Quick Links

Re: Tablespaces on tertiary media

From:	Mark Morgan Lloyd <markMLl(dot)pgsql-general(at)telemetry(dot)co(dot)uk>
To:	pgsql-general(at)PostgreSQL(dot)org
Subject:	Re: Tablespaces on tertiary media
Date:	2007-09-14 13:43:25
Message-ID:	fce361$c9o$1@pye-srv-01.telemetry.co.uk
Views:	Whole Thread \| Raw Message \| Download mbox \| Resend email
Thread:
Lists:	pgsql-general

Gregory Stark wrote:

>> Thanks. If the tables were in a tablespace that was stored on something that
>> looked like a conventional filesystem would the server code be prepared to wait
>> the minutes that it took the operating system and FUSE implementation to load
>> the tables onto disc?
>
> Ah, I see what you mean now. I think you might have a problem with the planner
> opening the files to do an lseek to measure how large they are. I'm not sure
> if that gets triggered before or after constraint exclusion. That's the only
> problem I can think of.

The size could be stored in the catalogue though. However at that point I
guess that anything that was used before constraint exclusion would have to be
in the catalogue and anything after would have to initiate retrieval from
tertiary media if it's not already cached.

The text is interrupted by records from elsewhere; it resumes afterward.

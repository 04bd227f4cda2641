//! Listing and detail page markup contract.
//!
//! Selectors follow the `data-automation` attributes the job site renders.
//! A layout change on the site shows up here as skipped candidates or
//! placeholder values, never as a panic.

use std::sync::LazyLock;

use chrono::{Days, NaiveDate};
use regex::Regex;
use scraper::{ElementRef, Html, Selector};
use tracing::debug;
use url::Url;

use crate::model::{ACCESS_FAILED, NOT_AVAILABLE, NOT_SPECIFIED};

static ARTICLE: LazyLock<Selector> = LazyLock::new(|| sel("article"));
static TITLE: LazyLock<Selector> = LazyLock::new(|| sel(r#"a[data-automation="jobTitle"]"#));
static COMPANY: LazyLock<Selector> = LazyLock::new(|| sel(r#"a[data-automation="jobCompany"]"#));
static LOCATION: LazyLock<Selector> = LazyLock::new(|| sel(r#"a[data-automation="jobLocation"]"#));
static LISTING_DATE: LazyLock<Selector> =
    LazyLock::new(|| sel(r#"[data-automation="jobListingDate"]"#));
static DESCRIPTION: LazyLock<Selector> =
    LazyLock::new(|| sel(r#"[data-automation="jobAdDetails"]"#));
static WORK_TYPE: LazyLock<Selector> =
    LazyLock::new(|| sel(r#"[data-automation="job-detail-work-type"]"#));

static AGE_RE: LazyLock<Regex> = LazyLock::new(|| {
    Regex::new(
        r"(?i)(\d+)\s*\+?\s*(hari|minggu|bulan|menit|mnt|jam|days?|weeks?|months?|hours?|minutes?|mo|d|w|h|m)\b",
    )
    .unwrap()
});

fn sel(css: &str) -> Selector {
    Selector::parse(css).unwrap()
}

/// One entry on the listing page, before enrichment.
#[derive(Debug, Clone, PartialEq)]
pub struct Candidate {
    pub title: String,
    pub company: String,
    pub location: String,
    pub link: String,
    pub age_label: Option<String>,
}

#[derive(Debug, Default)]
pub struct ListingPage {
    /// In page order.
    pub candidates: Vec<Candidate>,
    /// Entries without a title or a usable detail link.
    pub skipped: usize,
}

#[derive(Debug, Clone, PartialEq)]
pub struct Detail {
    pub description: String,
    pub work_type: String,
}

impl Detail {
    pub fn access_failed() -> Self {
        Detail {
            description: ACCESS_FAILED.to_string(),
            work_type: ACCESS_FAILED.to_string(),
        }
    }
}

pub fn parse_listing(html: &str, base: &Url) -> ListingPage {
    let document = Html::parse_document(html);
    let mut page = ListingPage::default();

    for article in document.select(&ARTICLE) {
        let Some(title_el) = article.select(&TITLE).next() else {
            page.skipped += 1;
            continue;
        };
        let title = inline_text(title_el);
        if title.is_empty() {
            page.skipped += 1;
            continue;
        }
        let Some(link) = title_el.value().attr("href").and_then(|h| canonical_link(base, h))
        else {
            debug!("No detail link for {:?}, skipping", title);
            page.skipped += 1;
            continue;
        };

        page.candidates.push(Candidate {
            title,
            company: first_text(article, &COMPANY).unwrap_or_else(|| NOT_AVAILABLE.to_string()),
            location: first_text(article, &LOCATION).unwrap_or_else(|| NOT_AVAILABLE.to_string()),
            link,
            age_label: first_text(article, &LISTING_DATE),
        });
    }

    page
}

pub fn parse_detail(html: &str) -> Detail {
    let document = Html::parse_document(html);

    let description = document
        .select(&DESCRIPTION)
        .next()
        .map(block_text)
        .unwrap_or_default();
    let work_type = document
        .select(&WORK_TYPE)
        .next()
        .map(inline_text)
        .filter(|t| !t.is_empty())
        .unwrap_or_else(|| NOT_SPECIFIED.to_string());

    Detail {
        description,
        work_type,
    }
}

/// Absolute detail URL without query string or fragment, so tracking
/// parameters do not change the natural key between scrapes.
pub fn canonical_link(base: &Url, href: &str) -> Option<String> {
    let href = href.trim();
    if href.is_empty() {
        return None;
    }
    let mut url = base.join(href).ok()?;
    url.set_query(None);
    url.set_fragment(None);
    Some(url.to_string())
}

/// Resolve a relative age label ("3d ago", "5 hari yang lalu") against the
/// scrape date. Hours and minutes count as today.
pub fn resolve_posted_date(label: Option<&str>, today: NaiveDate) -> NaiveDate {
    let Some(caps) = label.and_then(|l| AGE_RE.captures(l)) else {
        return today;
    };
    let Ok(amount) = caps[1].parse::<u64>() else {
        return today;
    };
    let unit = caps[2].to_lowercase();
    let days = match unit.as_str() {
        "hari" | "d" | "day" | "days" => amount,
        "minggu" | "w" | "week" | "weeks" => amount.saturating_mul(7),
        "bulan" | "mo" | "month" | "months" => amount.saturating_mul(30),
        _ => 0,
    };
    today.checked_sub_days(Days::new(days)).unwrap_or(today)
}

fn first_text(scope: ElementRef<'_>, selector: &Selector) -> Option<String> {
    scope
        .select(selector)
        .next()
        .map(inline_text)
        .filter(|t| !t.is_empty())
}

fn inline_text(el: ElementRef<'_>) -> String {
    el.text().collect::<Vec<_>>().join(" ").split_whitespace().collect::<Vec<_>>().join(" ")
}

/// Text nodes one per line, whitespace collapsed within each line.
fn block_text(el: ElementRef<'_>) -> String {
    el.text()
        .map(|t| t.split_whitespace().collect::<Vec<_>>().join(" "))
        .filter(|t| !t.is_empty())
        .collect::<Vec<_>>()
        .join("\n")
}
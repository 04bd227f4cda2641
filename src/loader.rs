//! Incremental load of the newest batch into the warehouse.
//!
//! Read the stored natural keys, take the set difference against the
//! batch, append what remains. Rows are never updated in place; repeat
//! scrapes of a known link are dropped here and freshness is resolved at
//! read time.

use std::collections::HashSet;
use std::path::{Path, PathBuf};

use rusqlite::Connection;
use tracing::info;

use crate::batch;
use crate::db;
use crate::error::Result;
use crate::model::{LoadReport, Posting};

#[derive(Debug, PartialEq)]
pub enum LoadOutcome {
    /// No batch file exists yet.
    NothingToLoad,
    Loaded { batch: PathBuf, report: LoadReport },
}

pub fn load_latest(conn: &Connection, raw_dir: &Path) -> Result<LoadOutcome> {
    let Some(path) = batch::latest_batch(raw_dir)? else {
        info!("No batch files in {}", raw_dir.display());
        return Ok(LoadOutcome::NothingToLoad);
    };
    info!("Loading batch {}", path.display());
    let postings = batch::read_batch(&path)?;
    let report = load_postings(conn, &postings)?;
    Ok(LoadOutcome::Loaded {
        batch: path,
        report,
    })
}

pub fn load_postings(conn: &Connection, postings: &[Posting]) -> Result<LoadReport> {
    db::init_schema(conn)?;
    let existing = db::existing_links(conn)?;
    let fresh = unseen(postings, &existing);
    info!(
        "Batch has {} postings: {} duplicates skipped, {} to append",
        postings.len(),
        postings.len() - fresh.len(),
        fresh.len()
    );

    let inserted = if fresh.is_empty() {
        0
    } else {
        db::append_postings(conn, &fresh)?
    };
    let report = LoadReport {
        attempted: postings.len(),
        skipped_duplicate: postings.len() - fresh.len(),
        inserted,
    };
    info!(
        "Load: {} attempted, {} duplicates skipped, {} inserted",
        report.attempted, report.skipped_duplicate, report.inserted
    );
    Ok(report)
}

/// Postings whose link is neither stored nor repeated earlier in the batch.
pub fn unseen<'a>(postings: &'a [Posting], existing: &HashSet<String>) -> Vec<&'a Posting> {
    let mut seen: HashSet<&str> = HashSet::new();
    postings
        .iter()
        .filter(|p| !existing.contains(&p.link) && seen.insert(p.link.as_str()))
        .collect()
}

#[cfg(test)]
mod tests {
    use chrono::{TimeZone, Utc};

    use super::*;
    use crate::batch::tests::{posting, scratch_dir};
    use crate::db::tests::memory;

    fn p(link: &str) -> Posting {
        posting(link, "Data Engineer", "2024-02-01 09:00:00")
    }

    #[test]
    fn only_unseen_links_are_appended() {
        let conn = memory();
        load_postings(&conn, &[p("A"), p("B")]).unwrap();

        let report = load_postings(&conn, &[p("A"), p("C")]).unwrap();
        assert_eq!(
            report,
            LoadReport {
                attempted: 2,
                skipped_duplicate: 1,
                inserted: 1
            }
        );
        let links = db::existing_links(&conn).unwrap();
        assert_eq!(links.len(), 3);
        assert!(links.contains("C"));
    }

    #[test]
    fn reloading_the_same_batch_inserts_nothing() {
        let conn = memory();
        let batch = [p("A"), p("B")];
        assert_eq!(load_postings(&conn, &batch).unwrap().inserted, 2);

        let again = load_postings(&conn, &batch).unwrap();
        assert_eq!(again.inserted, 0);
        assert_eq!(again.skipped_duplicate, 2);
        assert_eq!(db::get_stats(&conn).unwrap().rows, 2);
    }

    #[test]
    fn changed_fields_do_not_make_a_known_link_new() {
        let conn = memory();
        load_postings(&conn, &[p("A")]).unwrap();
        let rescraped = posting("A", "Lead Data Engineer", "2024-02-09 09:00:00");
        assert_eq!(load_postings(&conn, &[rescraped]).unwrap().inserted, 0);
    }

    #[test]
    fn repeated_link_within_a_batch_is_stored_once() {
        let conn = memory();
        let report = load_postings(&conn, &[p("A"), p("A"), p("B")]).unwrap();
        assert_eq!(report.inserted, 2);
        assert_eq!(report.skipped_duplicate, 1);
    }

    #[test]
    fn failed_append_reports_only_unseen_rows() {
        let conn = memory();
        load_postings(&conn, &[p("A")]).unwrap();
        conn.execute_batch(
            "CREATE TRIGGER reject_c BEFORE INSERT ON job_postings
             WHEN NEW.link = 'C'
             BEGIN SELECT RAISE(ABORT, 'rejected'); END;",
        )
        .unwrap();

        let err = load_postings(&conn, &[p("A"), p("B"), p("C")]).unwrap_err();
        assert!(matches!(err, crate::error::Error::Write { rows: 2, .. }));
        assert_eq!(db::get_stats(&conn).unwrap().rows, 1);
    }

    #[test]
    fn empty_batch_succeeds_without_inserts() {
        let conn = memory();
        let report = load_postings(&conn, &[]).unwrap();
        assert_eq!(report, LoadReport::default());
    }

    #[test]
    fn missing_batch_is_a_no_op() {
        let conn = memory();
        let dir = scratch_dir("loader_none");
        assert_eq!(load_latest(&conn, &dir).unwrap(), LoadOutcome::NothingToLoad);
    }

    #[test]
    fn newest_batch_file_is_loaded_twice_without_duplicates() {
        let conn = memory();
        let dir = scratch_dir("loader_file");
        let created = Utc.with_ymd_and_hms(2024, 2, 1, 9, 0, 0).unwrap();
        let path = batch::write_batch(&dir, &[p("A"), p("B")], created).unwrap();

        let first = load_latest(&conn, &dir).unwrap();
        assert_eq!(
            first,
            LoadOutcome::Loaded {
                batch: path.clone(),
                report: LoadReport {
                    attempted: 2,
                    skipped_duplicate: 0,
                    inserted: 2
                }
            }
        );
        match load_latest(&conn, &dir).unwrap() {
            LoadOutcome::Loaded { batch, report } => {
                assert_eq!(batch, path);
                assert_eq!(report.inserted, 0);
                assert_eq!(report.skipped_duplicate, 2);
            }
            other => panic!("unexpected outcome: {:?}", other),
        }
    }
}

>> The earlier work e.g. http://www.vldb.org/conf/1996/P156.PDF apparently warned
>> the planner about long-latency devices but that's probably unnecessary if the
>> application program was aware that a table had been partitioned by age and
>> accessing old data could be slow.
>
> Well it's not like there are any alternative plans that will avoid the need to
> access the data at all. I assume the FUSE setup will always have to load the
> entire file so there's no even any difference between indexed and sequential
> access. (Unless the table is over 1G in which case you might want to avoid
> sequential scans if index scans would avoid accessing some segments.)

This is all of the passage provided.